Leaving snow and cold weather, Houston seemed like a dream destination. We landed in a different climate, 70 degrees, slight overcast, and a lot of excitement to learn and grow. Last weekend we had the privilege of attending ASCD’s 70th annual conference in Houston and we weren’t disappointed, to say the least. From learning about disruptive innovation to debunking myths that are common in education today, each session offered valuable insight into our next steps as organizational leaders. We thought we might pay it forward with a few thoughts.
3 Big Ideas
1. American Public Education is NOT Failing. In fact, when international assessment data, such as TIMMS, PISA, and NAEP are disaggregated, analyzed, and compared to other countries appropriately—apples to apples—America is doing quite well. It appears we don’t have an education issue, but as many of us continue to argue, we have a poverty issue. For more on this, check out works by David Berliner and Yong Zhao.
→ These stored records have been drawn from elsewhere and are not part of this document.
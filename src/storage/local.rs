//! Local filesystem storage implementation.
//!
//! Keeps the whole catalog in a single `products.json` under the storage
//! root, rewritten atomically on every save.

use std::collections::HashMap;
use std::path::{Path, PathBuf};

use async_trait::async_trait;
use serde::{Serialize, de::DeserializeOwned};
use tokio::io::AsyncWriteExt;

use crate::error::{AppError, Result};
use crate::models::ScrapedProduct;
use crate::storage::{Catalog, ProductStorage, WriteMetadata};

const CATALOG_KEY: &str = "products.json";

/// Local filesystem storage backend.
#[derive(Debug, Clone)]
pub struct LocalStorage {
    root_dir: PathBuf,
}

impl LocalStorage {
    /// Create a new LocalStorage rooted at the given directory.
    pub fn new(root_dir: impl Into<PathBuf>) -> Self {
        Self {
            root_dir: root_dir.into(),
        }
    }

    /// Get the full path for a relative key.
    fn path(&self, key: &str) -> PathBuf {
        self.root_dir.join(key)
    }

    /// Ensure parent directory exists.
    async fn ensure_dir(&self, path: &Path) -> Result<()> {
        if let Some(parent) = path.parent() {
            tokio::fs::create_dir_all(parent).await?;
        }
        Ok(())
    }

    /// Write bytes atomically (write to temp, then rename).
    async fn write_bytes(&self, key: &str, bytes: &[u8]) -> Result<()> {
        let path = self.path(key);
        self.ensure_dir(&path).await?;

        let tmp = path.with_extension("tmp");
        let mut file = tokio::fs::File::create(&tmp).await?;
        file.write_all(bytes).await?;
        file.flush().await?;
        drop(file);

        tokio::fs::rename(&tmp, &path).await?;
        Ok(())
    }

    async fn write_json<T: Serialize + ?Sized>(&self, key: &str, value: &T) -> Result<()> {
        let bytes = serde_json::to_vec_pretty(value)?;
        self.write_bytes(key, &bytes).await
    }

    /// Read bytes, returning None if file doesn't exist.
    async fn read_bytes(&self, key: &str) -> Result<Option<Vec<u8>>> {
        let path = self.path(key);
        match tokio::fs::read(&path).await {
            Ok(bytes) => Ok(Some(bytes)),
            Err(e) if e.kind() == std::io::ErrorKind::NotFound => Ok(None),
            Err(e) => Err(AppError::Io(e)),
        }
    }

    async fn read_json<T: DeserializeOwned>(&self, key: &str) -> Result<Option<T>> {
        match self.read_bytes(key).await? {
            Some(bytes) => Ok(Some(serde_json::from_slice(&bytes)?)),
            None => Ok(None),
        }
    }

    /// Load the stored catalog, if any.
    pub async fn load_catalog(&self) -> Result<Option<Catalog>> {
        self.read_json(CATALOG_KEY).await
    }
}

#[async_trait]
impl ProductStorage for LocalStorage {
    async fn save_products(&self, products: &[ScrapedProduct]) -> Result<WriteMetadata> {
        let mut merged = self.load_products().await?;
        let mut positions: HashMap<String, usize> = merged
            .iter()
            .enumerate()
            .map(|(idx, product)| (product.fingerprint(), idx))
            .collect();

        let (mut added, mut updated) = (0, 0);
        for product in products {
            let fingerprint = product.fingerprint();
            match positions.get(&fingerprint) {
                Some(&idx) => {
                    merged[idx] = product.clone();
                    updated += 1;
                }
                None => {
                    positions.insert(fingerprint, merged.len());
                    merged.push(product.clone());
                    added += 1;
                }
            }
        }

        let catalog = Catalog::new(merged);
        self.write_json(CATALOG_KEY, &catalog).await?;
        log::info!(
            "Catalog: {} products ({} added, {} updated) written to {}",
            catalog.count,
            added,
            updated,
            self.path(CATALOG_KEY).display()
        );

        Ok(WriteMetadata {
            count: catalog.count,
            added,
            updated,
            timestamp: catalog.updated_at,
        })
    }

    async fn load_products(&self) -> Result<Vec<ScrapedProduct>> {
        Ok(self
            .load_catalog()
            .await?
            .map(|catalog| catalog.products)
            .unwrap_or_default())
    }
}

#[cfg(test)]
mod tests {
    use super::*;
    use tempfile::TempDir;

    fn product(url: &str, name: &str) -> ScrapedProduct {
        ScrapedProduct {
            name: Some(name.to_string()),
            price: Some(199.0),
            dimensions: None,
            images: Vec::new(),
            main_image: None,
            color: None,
            color_options: None,
            material: None,
            category: None,
            url: url.to_string(),
        }
    }

    #[tokio::test]
    async fn test_write_and_read() {
        let tmp = TempDir::new().unwrap();
        let storage = LocalStorage::new(tmp.path());

        storage.write_bytes("test.txt", b"hello").await.unwrap();
        let data = storage.read_bytes("test.txt").await.unwrap();
        assert_eq!(data, Some(b"hello".to_vec()));
        assert!(!storage.path("test.tmp").exists());
    }

    #[tokio::test]
    async fn test_load_empty() {
        let tmp = TempDir::new().unwrap();
        let storage = LocalStorage::new(tmp.path().join("nested"));

        assert!(storage.load_catalog().await.unwrap().is_none());
        assert!(storage.load_products().await.unwrap().is_empty());
    }

    #[tokio::test]
    async fn test_save_merges_by_fingerprint() {
        let tmp = TempDir::new().unwrap();
        let storage = LocalStorage::new(tmp.path());

        let first = storage
            .save_products(&[
                product("https://shop.example.com/product/a", "A"),
                product("https://shop.example.com/product/b", "B"),
            ])
            .await
            .unwrap();
        assert_eq!((first.count, first.added, first.updated), (2, 2, 0));

        let second = storage
            .save_products(&[
                product("https://shop.example.com/product/b/?utm=x", "B v2"),
                product("https://shop.example.com/product/c", "C"),
            ])
            .await
            .unwrap();
        assert_eq!((second.count, second.added, second.updated), (3, 1, 1));

        let names: Vec<_> = storage
            .load_products()
            .await
            .unwrap()
            .into_iter()
            .filter_map(|p| p.name)
            .collect();
        assert_eq!(names, vec!["A", "B v2", "C"]);

        let catalog = storage.load_catalog().await.unwrap().unwrap();
        assert_eq!(catalog.count, 3);
    }
}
2. Find Your Own Private Domain. Your private domain is a place where you can suspend judgment, quiet your own inner critic, and unleash your own true unfiltered thoughts. Author of The Rise, Sarah Lewis, discussed a strategic approach to surrendering control for the freedom to be innovative, the freedom to ask foolish questions without critique. For more information, check out Sarah Lewis’s The Rise.
3. Allow Thoughts and Ideas to Take Shape. Each idea, innovation, and challenge must be able to develop into its fullest form and mature to be uniquely understood. For great organization and maturation, enjoy the process and perseverance that written word requires. Great ideas are shared through writing—books, blogs, magazines. We met the leaders behind the scenes of Educational Leadership’s magazine and website, check out the in service blog. We were impressed with the simplicity of their suggestions yet the sophistication of the articles they publish for educational leaders.
3 Lessons Learned
1. One fascinating aspect of learning and growing at a conference is how existing thoughts and beliefs evolve based on new, different, and unique insights. This is a remarkable experience when someone helps you uncover a new way of thinking about a topic or idea that you already have knowledge and beliefs about. Opening those doors, creating a new avenue of thinking, is the challenge of teaching and the reward of learning.
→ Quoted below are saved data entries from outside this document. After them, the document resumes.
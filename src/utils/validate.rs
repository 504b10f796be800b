//! Plausibility checks for scraped values.

use std::sync::LazyLock;

use regex::Regex;

use crate::models::{Dimensions, ValidationConfig};

static PRICE_TOKEN: LazyLock<Regex> =
    LazyLock::new(|| Regex::new(r"\d[\d,]*(?:\.\d+)?").expect("valid price regex"));

/// Whether the dimensions are plausible for furniture under the default
/// bounds: at least two axes known, and no known axis out of range.
pub fn validate_dimensions(dims: &Dimensions) -> bool {
    validate_dimensions_with(dims, &ValidationConfig::default())
}

/// Whether enough axes fall within the configured bounds. A known axis
/// outside its bounds rejects the whole set.
pub fn validate_dimensions_with(dims: &Dimensions, config: &ValidationConfig) -> bool {
    let axes = [
        (dims.width, config.width),
        (dims.height, config.height),
        (dims.depth, config.depth),
    ];

    let mut valid = 0;
    for (value, bounds) in axes {
        match value {
            Some(v) if bounds.contains(v) => valid += 1,
            Some(_) => return false,
            None => {}
        }
    }
    valid >= config.min_valid_axes
}

/// Parse a price string and accept it only within the default range.
///
/// # Examples
/// ```
/// use furniture_scraper::utils::validate::validate_price;
///
/// assert_eq!(validate_price("$1,299.99"), Some(1299.99));
/// assert_eq!(validate_price("$5"), None);
/// ```
pub fn validate_price(raw: &str) -> Option<f64> {
    validate_price_with(raw, &ValidationConfig::default())
}

/// Parse a price string and accept it only within the configured range.
pub fn validate_price_with(raw: &str, config: &ValidationConfig) -> Option<f64> {
    let price = parse_price(raw)?;
    if config.price.contains(price) {
        Some(price)
    } else {
        log::debug!("Discarding implausible price {} from '{}'", price, raw);
        None
    }
}

/// Extract the first numeric token of a price string, ignoring currency
/// symbols and thousands separators.
pub fn parse_price(raw: &str) -> Option<f64> {
    let token = PRICE_TOKEN.find(raw)?.as_str();
    let digits: String = token
        .chars()
        .filter(|c| c.is_ascii_digit() || *c == '.')
        .collect();
    digits.parse::<f64>().ok().filter(|p| p.is_finite())
}

#[cfg(test)]
mod tests {
    use super::*;

    fn dims(width: Option<f64>, height: Option<f64>, depth: Option<f64>) -> Dimensions {
        Dimensions {
            width,
            height,
            depth,
        }
    }

    #[test]
    fn test_dimensions_two_of_three() {
        assert!(validate_dimensions(&dims(Some(30.0), Some(20.0), None)));
        assert!(validate_dimensions(&dims(Some(30.0), Some(20.0), Some(18.0))));
    }

    #[test]
    fn test_dimensions_depth_out_of_range() {
        assert!(!validate_dimensions(&dims(Some(30.0), Some(20.0), Some(2.0))));
        assert!(!validate_dimensions(&dims(Some(30.0), Some(2.0), Some(2.0))));
    }

    #[test]
    fn test_dimensions_single_axis() {
        assert!(!validate_dimensions(&dims(Some(30.0), None, None)));
        assert!(!validate_dimensions(&dims(None, None, None)));
    }

    #[test]
    fn test_dimensions_bounds_inclusive() {
        assert!(validate_dimensions(&dims(Some(144.0), Some(6.0), None)));
        assert!(validate_dimensions(&dims(None, Some(120.0), Some(72.0))));
        assert!(!validate_dimensions(&dims(Some(145.0), Some(30.0), Some(20.0))));
    }

    #[test]
    fn test_price_parsing() {
        assert_eq!(validate_price("$1,299.99"), Some(1299.99));
        assert_eq!(validate_price("Now $849.00 Was $1,099.00"), Some(849.0));
        assert_eq!(validate_price("USD 10"), Some(10.0));
    }

    #[test]
    fn test_price_out_of_range() {
        assert_eq!(validate_price("$5"), None);
        assert_eq!(validate_price("$99999"), None);
        assert_eq!(validate_price("Call for price"), None);
    }

    #[test]
    fn test_price_custom_bounds() {
        let mut config = ValidationConfig::default();
        config.price.max = 100_000.0;
        assert_eq!(validate_price_with("$99999", &config), Some(99999.0));
    }
}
2. Create a safe place to think, learn, and grow. Sarah Lewis discussed how not to suppress innovation, take risks, and how masters of their craft accept a few fundamental truths. Here are two:
a. One, masters are pursuing a craft not a career; they realize there is no end to their pursuit. The focus of our efforts should be on mastery, not mere success as an end to learning or accomplishment, which leads to the second point.
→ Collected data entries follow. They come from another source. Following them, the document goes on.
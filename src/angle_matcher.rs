//! Angle matcher (C2): enumerates position×position angle matches between
//! two parts and picks the best by savings.

use crate::geometry::{can_angles_match, shared_cut_savings};
use crate::models::angle_match::AngleMatch;
use crate::models::part::Part;

/// Enumerates every compatible corner pairing between `p1` and `p2`.
/// Position indices follow [`crate::models::part::PartAngles::by_position`]:
/// 0=topLeft, 1=topRight, 2=bottomLeft, 3=bottomRight.
pub fn match_angles(p1: &Part, p2: &Part, tolerance: f64) -> Vec<AngleMatch> {
    let a1 = p1.angles.by_position();
    let a2 = p2.angles.by_position();
    let mut matches = Vec::new();

    for (i, &angle1) in a1.iter().enumerate() {
        for (j, &angle2) in a2.iter().enumerate() {
            if can_angles_match(angle1, angle2, tolerance) {
                let shared_angle = angle1.min(angle2);
                let savings = shared_cut_savings(shared_angle, p1.thickness, p2.thickness);
                matches.push(AngleMatch {
                    part1_position: i,
                    part2_position: j,
                    shared_angle,
                    savings,
                });
            }
        }
    }

    matches
}

/// The match maximizing savings; ties broken by (smaller part1 position,
/// then smaller part2 position) for determinism.
pub fn best_match(matches: &[AngleMatch]) -> Option<AngleMatch> {
    matches
        .iter()
        .copied()
        .min_by(|a, b| {
            b.savings
                .partial_cmp(&a.savings)
                .unwrap()
                .then(a.part1_position.cmp(&b.part1_position))
                .then(a.part2_position.cmp(&b.part2_position))
        })
}

#[cfg(test)]
mod tests {
    use super::*;
    use crate::models::part::PartAngles;

    fn part(id: u64, angles: PartAngles) -> Part {
        Part::new(id, 1500.0, 1, angles)
    }

    #[test]
    fn finds_match_within_tolerance() {
        let p1 = part(
            1,
            PartAngles {
                top_left: 45.0,
                ..PartAngles::square()
            },
        );
        let p2 = part(
            2,
            PartAngles {
                top_left: 45.0,
                ..PartAngles::square()
            },
        );
        let matches = match_angles(&p1, &p2, 10.0);
        assert_eq!(matches.len(), 1);
        assert_eq!(matches[0].shared_angle, 45.0);
    }

    #[test]
    fn square_parts_never_match() {
        let p1 = part(1, PartAngles::square());
        let p2 = part(2, PartAngles::square());
        assert!(match_angles(&p1, &p2, 10.0).is_empty());
    }

    #[test]
    fn best_match_picks_higher_savings_then_lowest_position() {
        // Two angle options between the same pair of corners; the
        // higher-angle match wins since it yields more savings.
        let p1 = part(
            1,
            PartAngles {
                top_left: 30.0,
                top_right: 60.0,
                ..PartAngles::square()
            },
        );
        let p2 = part(
            2,
            PartAngles {
                top_left: 30.0,
                top_right: 60.0,
                ..PartAngles::square()
            },
        );
        let matches = match_angles(&p1, &p2, 10.0);
        let best = best_match(&matches).unwrap();
        assert_eq!(best.shared_angle, 60.0);
    }

    #[test]
    fn best_match_tie_break_is_deterministic() {
        let matches = vec![
            AngleMatch {
                part1_position: 1,
                part2_position: 0,
                shared_angle: 45.0,
                savings: 5.0,
            },
            AngleMatch {
                part1_position: 0,
                part2_position: 0,
                shared_angle: 45.0,
                savings: 5.0,
            },
        ];
        let best = best_match(&matches).unwrap();
        assert_eq!(best.part1_position, 0);
    }
}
b. Two, they except good enough. This doesn’t imply satisfaction or completion; rather it accepts the process—the beauty and joy experienced while innovating and creating. This, she calls the “near win.” Mastery is recognizing that near wins can occur over and over. We can consistently and persistently strive for perfection without needing to be perfect.
3. Embrace the archer’s split vision. Clearly understand your target, but also be painfully aware of the elements that can take you off course. Be a “deliberate amateur” as Sarah Lewis puts it. Strive for perfection with the balance of an understanding that we can fail forward as we learn from each mistake we make.
3 Casual Observances
1. A short stint can be packed with insightful new ideas. Sara Lewis’s keynote was mind-blowing, reminiscent of speeches by Malcolm Gladwell. We are still discussing some of the points made in her presentation. Neither of us had heard of Sara or her book, The Rise, but needless to say, we learned a ton in a short period of time, and can’t wait to start the book.
2. There’s no danger in a stranger with a story. We talked to several professionals from various channels within education and enjoyed great conversations and incredible advice. Scott, an 84 years old former superintendent for 23 years shared his thoughts on professional longevity and staying fresh. We met by happenstance at the opening event. Tip: Listen to anyone willing to share insight.
3. Education is on fire. Public education is doing better than ever before, despite what you read in the paper, and educators from around the world are doing far more than ever before by challenging conventions and leading disruptive innovations. The themes of the conference were spot on for today’s leaders, and we left with a sense that greatness is among us.